HHS Secretary Leavitt’s Unusual Philanthropy Part II: His and Our Discontent

Some parts of the law and regs applying to foundations and charities are so obscure that they don't lend themselves easily to pithy blogs. The problem of Type III Supporting Organizations and HHS Secretary Mike Leavitt's use of this virtually unknown philanthropic loophole is one of those. In Part I, we explained the debate over Leavitt's family charity, the Dixie and Anne Leavitt Foundation, not really a foundation but a little known alternative alternative called a Type III. The "foundation" spent little of its nearly $9 million assets in its first few years, invested in Leavitt family businesses, and even made loans to Leavitt business interests. Leavitt's response? (a) It was all legal, and (b) since 2005, the foundation has been spending a higher proportion of its assets on charities.

As we said on All Things Considered, simply being legal doesn't make it right. There are problems with the Leavitt charitable scheme, among them these:

1. In more than two years of hearings on misuse and abuse of charity and philanthropy, the Senate Finance Committee concluded that these Type III Supporting Organizations operated primarily as loopholes for the rich to get big tax deductions while still getting to play with the money for frequently less than philanthropic purposes. As a governor and then as a cabinet secretary, Leavitt should have known.

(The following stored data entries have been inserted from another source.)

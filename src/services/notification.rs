//! Outbound notification boundary.
//!
//! Delivery is owned by an external mail service; this records what would be
//! sent. Notifications are dispatched fire-and-forget after the primary
//! state transition commits and never feed back into the request's error
//! path.

use serde::{Deserialize, Serialize};
use std::sync::Arc;
use tracing::info;

#[derive(Debug, Clone, Serialize, Deserialize)]
pub enum NotificationKind {
    ApplicationStarted,
    ApplicationSubmitted,
    PaymentReceived,
    PaymentRefunded,
}

pub struct NotificationService;

impl NotificationService {
    pub fn new() -> Self {
        Self
    }

    pub async fn send(&self, kind: NotificationKind, application_id: &str, email: &str) {
        match kind {
            NotificationKind::ApplicationStarted => {
                info!(
                    application_id = %application_id,
                    email = %email,
                    "NOTIFICATION: application started confirmation"
                );
            }
            NotificationKind::ApplicationSubmitted => {
                info!(
                    application_id = %application_id,
                    email = %email,
                    "NOTIFICATION: application submitted confirmation"
                );
            }
            NotificationKind::PaymentReceived => {
                info!(
                    application_id = %application_id,
                    email = %email,
                    "NOTIFICATION: payment received receipt"
                );
            }
            NotificationKind::PaymentRefunded => {
                info!(
                    application_id = %application_id,
                    email = %email,
                    "NOTIFICATION: payment refunded notice"
                );
            }
        }
    }

    /// Dispatch without blocking or affecting the caller's outcome.
    pub fn dispatch(
        self: &Arc<Self>,
        kind: NotificationKind,
        application_id: impl Into<String>,
        email: impl Into<String>,
    ) {
        let service = Arc::clone(self);
        let application_id = application_id.into();
        let email = email.into();
        tokio::spawn(async move {
            service.send(kind, &application_id, &email).await;
        });
    }
}

impl Default for NotificationService {
    fn default() -> Self {
        Self::new()
    }
}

2. Why would Leavitt set up his charity as a Type III Supporting Organization rather than as a private foundation? Because he gets a bigger charitable tax write-off under the law for Type IIIs (up to 50% of adjusted gross income for cash donations and 30% of AGI for appreciated properties, just like donations to public charities) than for private foundations (deductions limited to 30% of AGI for donations of cash and 20% of AGI for donations of appreciated property). Leavitt and his advisors had to have known the bottom line impact on the family's tax returns.

3. Also, with a Type III Supporting Organization, the required minimum payout to the designated charities is only 85% of the organization's investment income, but a private foundation has to spend for charitable purposes a minimum of 5% of its total assets--annually. Guess which one delivers more to charities as a percentage of assets. Leavitt's contention that his supporting organization spent more than 5% of assets in 2005 and beyond doesn't undo the fact that the foundation spent less than 1% of assets in previous years.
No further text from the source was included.